◆ WHAT THE TASK ASKS ◆
Beginning at the top of the material, repeat each line exactly, and stop once the line with "pub struct PendingWrite" has been written.

┌─ DATA TO EXAMINE

//! CPU-side batching of buffer writes

use ash::vk;

/// One write waiting in the shadow buffer; all fields are in bytes
#[derive(Debug, Clone, Copy, PartialEq, Eq)]
pub struct PendingWrite {
    /// Where the data starts in the shadow buffer (and in the staging buffer)
    pub shadow_offset: u64,
    /// Where the data lands in the destination buffer
    pub dst_offset: u64,
    /// Number of bytes written
    pub length: u64,
}

impl PendingWrite {
    /// First byte past the written range in the destination
    pub fn dst_end(&self) -> u64 {
        self.dst_offset + self.length
    }

    /// Copy region from a staging buffer holding the whole shadow buffer
    pub fn region(&self) -> vk::BufferCopy {
        vk::BufferCopy {
            src_offset: self.shadow_offset,
            dst_offset: self.dst_offset,
            size: self.length,
        }
    }
}

/// Packed bytes of every pending write plus where each one goes
///
/// Destination ranges never overlap: a new write trims or splits the earlier
/// writes it covers, so the last write to a byte wins. The trimmed bytes stay
/// in the shadow buffer and are simply not copied.
#[derive(Debug, Default)]
pub(crate) struct ShadowBatch {
    bytes: Vec<u8>,
    writes: Vec<PendingWrite>,
    /// Destination end of the most recent write
    last_end: u64,
}

impl ShadowBatch {
    pub fn push(&mut self, data: &[u8], dst_offset: u64) {
        if data.is_empty() {
            return;
        }
        let length = data.len() as u64;
        self.carve(dst_offset, dst_offset + length);
        self.writes.push(PendingWrite {
            shadow_offset: self.bytes.len() as u64,
            dst_offset,
            length,
        });
        self.bytes.extend_from_slice(data);
        self.last_end = dst_offset + length;
    }

    /// Remove `[start, end)` from every pending write
    fn carve(&mut self, start: u64, end: u64) {
        if !self.writes.iter().any(|w| w.dst_offset < end && w.dst_end() > start) {
            return;
        }

        let mut kept = Vec::with_capacity(self.writes.len() + 1);
        for write in self.writes.drain(..) {
            if write.dst_end() <= start || write.dst_offset >= end {
                kept.push(write);
                continue;
            }
            if write.dst_offset < start {
                kept.push(PendingWrite {
                    length: start - write.dst_offset,
                    ..write
                });
            }
            if write.dst_end() > end {
                let skipped = end - write.dst_offset;
                kept.push(PendingWrite {
                    shadow_offset: write.shadow_offset + skipped,
                    dst_offset: end,
                    length: write.dst_end() - end,
                });
            }
        }
        self.writes = kept;
    }

    /// Destination end of the last write pushed, in bytes
    pub fn last_end(&self) -> u64 {
        self.last_end
    }

    pub fn is_empty(&self) -> bool {
        self.writes.is_empty()
    }

    pub fn bytes(&self) -> &[u8] {
        &self.bytes
    }

    pub fn writes(&self) -> &[PendingWrite] {
        &self.writes
    }

    pub fn total_bytes(&self) -> u64 {
        self.bytes.len() as u64
    }

    pub fn max_dst_end(&self) -> u64 {
        self.writes.iter().map(PendingWrite::dst_end).max().unwrap_or(0)
    }

    pub fn regions(&self) -> Vec<vk::BufferCopy> {
        self.writes.iter().map(PendingWrite::region).collect()
    }

    pub fn clear(&mut self) {
        self.bytes.clear();
        self.writes.clear();
        self.last_end = 0;
    }
}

└─

◆ RESULT ◆
//! CPU-side batching of buffer writes

use ash::vk;

/// One write waiting in the shadow buffer; all fields are in bytes
#[derive(Debug, Clone, Copy, PartialEq, Eq)]
pub struct PendingWrite {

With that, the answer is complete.